Smart economic and social policies can help reduce child poverty faster. Equitable social spending, support for youth livelihoods and social protection - from cash transfers and health insurance to school subsidies and child benefits - can break that cycle. They improve children’s access to social services, keep children in school, put nutritious food on the table and ensure families can access the care they need.
The benefits extend far beyond the child. Healthier, better-educated children become more productive adults, strengthening the economies and societies they grow up in. Across Asia and the Pacific, these programmes are making a difference. But they are not yet reaching every child who needs them.
The challenge in Asia and the Pacific
Asia and the Pacific has made significant progress in reducing poverty, increasing social sector spending and expanding social protection. But progress has been uneven. The region is one of the most economically diverse regions in the world, where rapid economic growth has transformed parts of the region while leaving others behind. Large informal economies mean that many families cannot access social services, fall entirely outside formal safety nets, and existing social protection systems are often too fragmented to reach the children who need them most.
Child poverty
More than 100 million children in Asia and the Pacific are stunted, not immunised, and deprived of quality education and other essential services. These children live in the region’s poorest households, predominantly in South Asia.
The region has some of the world’s highest rates of children missing out on at least two basic necessities, such as education, health, housing, nutrition, sanitation and water. South Asia and sub-Saharan Africa together account for almost nine out of ten children living in extreme monetary poverty globally, meaning they live on less than US$2.15 a day. The inequity extends well beyond South Asia. In Fiji, more than one in four children live in multidimensional poverty, missing out on essentials such as nutritious food, safe housing, clean water, education and healthcare.
Social protection coverage
Across Asia and the Pacific, only three in ten children are covered by any form of social protection. Families who live in hard-to-reach places, or who are affected by conflict, violence or natural disasters, often miss out on cash transfer programmes and other critical services. Children with disabilities are also more likely than their peers to be excluded from social protection.
Child benefits coverage in the region has steadily increased, reaching 24.3 per cent in South Asia and 16 per cent in East Asia and the Pacific in 2023.
Public finance for children
Government budgets are among the most powerful tools for upholding children’s rights and wellbeing. Yet public resources too often fail to reach the children who need them most. When funding is insufficient, poorly targeted or inefficiently used, all children — especially the most disadvantaged — risk losing access to the services and programmes they need to survive and thrive.
Evidence shows that investing public funds in children benefits not only children, but also their communities and entire countries.

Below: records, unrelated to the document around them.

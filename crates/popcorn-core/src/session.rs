//! The application loop: one task, no shared-state threads.
//!
//! UI events, completions of in-flight requests and the debounce deadline are
//! multiplexed with `tokio::select!`. Requests run concurrently inside a
//! `FuturesUnordered`, but their results are applied one at a time and only
//! if their ticket is still the latest for its stream.

use crate::keys::{Key, KeyListeners, Listener};
use crate::search::{SearchController, SearchTicket};
use crate::selection::{DetailTicket, SelectionController, SelectionError};
use crate::storage::KeyValueStore;
use crate::watched::{StoreError, WatchedStore, WriteStatus};
use futures::future::BoxFuture;
use futures::stream::{FuturesUnordered, StreamExt};
use popcorn_models::{MovieDetail, MovieSummary, UserRating, WatchedEntry, WatchedSummary};
use popcorn_sources::{MovieSearchClient, SourceError};
use std::sync::Arc;
use std::time::Duration;
use thiserror::Error;
use tokio::sync::mpsc;
use tokio::time::{self, Instant};
use tracing::{debug, error};

pub const APP_TITLE: &str = "usePopcorn";

#[derive(Debug, Clone, PartialEq)]
pub enum UiEvent {
    /// New contents of the search input.
    Query(String),
    Key(Key),
    /// Search input gained or lost focus.
    Focus(bool),
    Select(String),
    Close,
    Rate(u8),
    Commit,
    Remove(String),
}

/// Messages for the presentation layer that are not part of any view state.
#[derive(Debug, Clone, PartialEq)]
pub enum Notice {
    /// The watched list changed in memory but could not be saved.
    StorageWarning(String),
    /// A user action was refused (e.g. rating outside 1-10).
    Rejected(String),
    Added(WatchedEntry),
}

#[derive(Debug, Clone, Error, PartialEq)]
pub enum SessionError {
    #[error("movie {0} is not in the current results or the watched list")]
    UnknownMovie(String),

    #[error(transparent)]
    Selection(#[from] SelectionError),
}

enum Completion {
    Search(SearchTicket, Result<Vec<MovieSummary>, SourceError>),
    Detail(DetailTicket, Result<MovieDetail, SourceError>),
}

enum Wake {
    Event(Option<UiEvent>),
    Completed(Completion),
    DebounceDue,
}

pub struct Session<C, S> {
    client: Arc<C>,
    keys: KeyListeners,
    search: SearchController,
    selection: SelectionController,
    watched: WatchedStore<S>,
    in_flight: FuturesUnordered<BoxFuture<'static, Completion>>,
    notices: Vec<Notice>,
}

impl<C, S> Session<C, S>
where
    C: MovieSearchClient + 'static,
    S: KeyValueStore,
{
    pub fn new(client: Arc<C>, watched: WatchedStore<S>, debounce: Duration) -> Self {
        let keys = KeyListeners::new();
        Self {
            client,
            search: SearchController::new(debounce, &keys),
            selection: SelectionController::new(&keys),
            keys,
            watched,
            in_flight: FuturesUnordered::new(),
            notices: Vec::new(),
        }
    }

    pub fn search(&self) -> &SearchController {
        &self.search
    }

    pub fn selection(&self) -> &SelectionController {
        &self.selection
    }

    pub fn watched(&self) -> &WatchedStore<S> {
        &self.watched
    }

    pub fn keys(&self) -> &KeyListeners {
        &self.keys
    }

    pub fn summary(&self) -> WatchedSummary {
        self.watched.summary()
    }

    /// Window title: the open movie's title while its details are shown.
    pub fn title(&self) -> String {
        match self.selection.open().and_then(|open| open.loaded_detail()) {
            Some(detail) => format!("Movie | {}", detail.title),
            None => APP_TITLE.to_string(),
        }
    }

    /// Stored rating when the open movie is already watched.
    pub fn watched_rating(&self) -> Option<UserRating> {
        self.selection.watched_rating(&self.watched)
    }

    pub fn take_notices(&mut self) -> Vec<Notice> {
        std::mem::take(&mut self.notices)
    }

    pub fn in_flight(&self) -> usize {
        self.in_flight.len()
    }

    /// Whether a debounce is pending or a request is outstanding.
    pub fn is_busy(&self) -> bool {
        self.search.has_pending_commit() || !self.in_flight.is_empty()
    }

    pub fn set_query(&mut self, text: impl Into<String>) {
        self.search.set_query(text, Instant::now());
    }

    /// Search for `term` immediately, skipping the debounce window.
    pub fn search_now(&mut self, term: impl Into<String>) {
        if let Some(ticket) = self.search.commit(term) {
            self.spawn_search(ticket);
        }
    }

    pub fn set_focus(&mut self, focused: bool) {
        self.search.set_focused(focused);
    }

    pub fn press_key(&mut self, key: Key) {
        for listener in self.keys.dispatch(&key) {
            match listener {
                Listener::FocusSearch => self.search.on_enter(),
                Listener::CloseDetail => self.selection.close(),
            }
        }
    }

    /// Open a movie from the current results or the watched list.
    pub fn select(&mut self, id: &str) -> Result<(), SessionError> {
        if !self.search.contains_result(id) && !self.watched.contains(id) {
            return Err(SessionError::UnknownMovie(id.to_string()));
        }
        let ticket = self.selection.select(id);
        self.spawn_detail(ticket);
        Ok(())
    }

    pub fn close(&mut self) {
        self.selection.close();
    }

    pub fn rate(&mut self, value: u8) -> Result<UserRating, SessionError> {
        Ok(self.selection.set_rating(value, &self.watched)?)
    }

    /// Add the open movie to the watched list and return to the list view.
    pub fn commit(&mut self) -> Result<WatchedEntry, SessionError> {
        match self.selection.commit(&mut self.watched) {
            Ok(committed) => {
                self.note_write(&committed.write);
                self.notices.push(Notice::Added(committed.entry.clone()));
                Ok(committed.entry)
            }
            Err(SelectionError::Store(StoreError::DuplicateEntry(id))) => {
                // The controller checks membership first, so this is a logic bug
                error!("Duplicate watched entry {} reached the store", id);
                debug_assert!(false, "duplicate watched entry {}", id);
                Err(SelectionError::Store(StoreError::DuplicateEntry(id)).into())
            }
            Err(e) => Err(e.into()),
        }
    }

    pub fn remove(&mut self, id: &str) -> WriteStatus {
        let status = self.watched.remove(id);
        self.note_write(&status);

        // The detail view may only show movies reachable from one of the lists
        if self.selection.selected_id() == Some(id) && !self.search.contains_result(id) {
            self.selection.close();
        }
        status
    }

    pub fn handle(&mut self, event: UiEvent) -> Result<(), SessionError> {
        match event {
            UiEvent::Query(text) => self.set_query(text),
            UiEvent::Key(key) => self.press_key(key),
            UiEvent::Focus(focused) => self.set_focus(focused),
            UiEvent::Select(id) => self.select(&id)?,
            UiEvent::Close => self.close(),
            UiEvent::Rate(value) => {
                self.rate(value)?;
            }
            UiEvent::Commit => {
                self.commit()?;
            }
            UiEvent::Remove(id) => {
                self.remove(&id);
            }
        }
        Ok(())
    }

    /// Process events until the channel closes, calling `render` with the
    /// notices raised since the last call after every change. Stale
    /// responses cause no render.
    pub async fn run<F>(&mut self, mut events: mpsc::Receiver<UiEvent>, mut render: F)
    where
        F: FnMut(&Self, Vec<Notice>),
    {
        let notices = self.take_notices();
        render(&*self, notices);
        loop {
            match self.next_wake(&mut events).await {
                Wake::Event(Some(event)) => {
                    if let Err(e) = self.handle(event) {
                        debug!("Action rejected: {}", e);
                        self.notices.push(Notice::Rejected(e.to_string()));
                    }
                }
                Wake::Event(None) => break,
                Wake::Completed(done) => {
                    if !self.apply_completion(done) {
                        continue;
                    }
                }
                Wake::DebounceDue => self.fire_debounce(),
            }
            let notices = self.take_notices();
            render(&*self, notices);
        }
    }

    /// Drive pending debounce and requests until nothing is outstanding.
    pub async fn settle(&mut self) {
        let (_idle_tx, mut idle) = mpsc::channel::<UiEvent>(1);
        while self.is_busy() {
            match self.next_wake(&mut idle).await {
                Wake::Completed(done) => {
                    self.apply_completion(done);
                }
                Wake::DebounceDue => self.fire_debounce(),
                Wake::Event(_) => {}
            }
        }
    }

    async fn next_wake(&mut self, events: &mut mpsc::Receiver<UiEvent>) -> Wake {
        let deadline = self.search.debounce_deadline();
        let debounce = time::sleep_until(deadline.unwrap_or_else(Instant::now));
        let in_flight = &mut self.in_flight;

        tokio::select! {
            event = events.recv() => Wake::Event(event),
            Some(done) = in_flight.next(), if !in_flight.is_empty() => Wake::Completed(done),
            _ = debounce, if deadline.is_some() => Wake::DebounceDue,
        }
    }

    fn fire_debounce(&mut self) {
        if let Some(ticket) = self.search.poll_debounce(Instant::now()) {
            self.spawn_search(ticket);
        }
    }

    fn apply_completion(&mut self, done: Completion) -> bool {
        match done {
            Completion::Search(ticket, outcome) => self.search.apply(&ticket, outcome),
            Completion::Detail(ticket, outcome) => self.selection.apply(&ticket, outcome),
        }
    }

    fn spawn_search(&mut self, ticket: SearchTicket) {
        let client = Arc::clone(&self.client);
        self.in_flight.push(Box::pin(async move {
            let outcome = client.search(&ticket.term).await;
            Completion::Search(ticket, outcome)
        }));
    }

    fn spawn_detail(&mut self, ticket: DetailTicket) {
        let client = Arc::clone(&self.client);
        self.in_flight.push(Box::pin(async move {
            let outcome = client.get_details(&ticket.id).await;
            Completion::Detail(ticket, outcome)
        }));
    }

    fn note_write(&mut self, status: &WriteStatus) {
        if let WriteStatus::Unpersisted(reason) = status {
            self.notices.push(Notice::StorageWarning(format!(
                "Your watched list could not be saved ({}); changes are kept for this session only.",
                reason
            )));
        }
    }
}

When governments prioritize children, health improves, incomes rise, economies grow and societies become more cohesive.
Across the world’s developing countries, 45 now spend more on debt interest than on health, and 22 spend more on interest than on education. Asia and Oceania bear the largest share of this burden. In small island economies in the Pacific, limited domestic revenue, reliance on external financing and rising debt are squeezing public spending on children.
Youth livelihoods and economic opportunities
Adolescence and youth are critical years for building skills, confidence and independence. Economic opportunities in young adulthood help youth support themselves and their families, reducing risks such as child labour, early marriage and exploitation while building resilience and inclusion.
Yet many young people in Asia and the Pacific struggle to find safe, meaningful work. Poverty, limited access to education and training, gender discrimination, disability, displacement and economic shocks make it harder to secure decent jobs or build livelihoods. In South Asia, nearly one in three young people are not in employment, education or training. In East Asia and the Pacific, 160 million young people are in the same situation, three quarters of whom are adolescent girls and young women.
Many young people in the region leave school without the practical experience, financial support or networks needed to find work or start a business. Too often, they enter low-paid, insecure or informal jobs, especially girls and women. Those affected by conflict, crises or climate disasters face even greater barriers.
Meanwhile, rapid changes in technology, climate and labour markets are reshaping the skills young people need to succeed. Although four in five young people across East Asia and the Pacific want to work in the green economy, only one in eight has a green skill.
What we’re doing
Our work is guided by the Convention on the Rights of the Child, the Sustainable Development Goals and UNICEF’s Strategic Plan, which all call for better use of public funds.
UNICEF works with governments across the region to strengthen public financial management at national and local levels, so every child — especially those most vulnerable to poverty and exclusion — has a fair chance in life. We support countries with evidence, policies, financing and programmes to prioritize ending child poverty.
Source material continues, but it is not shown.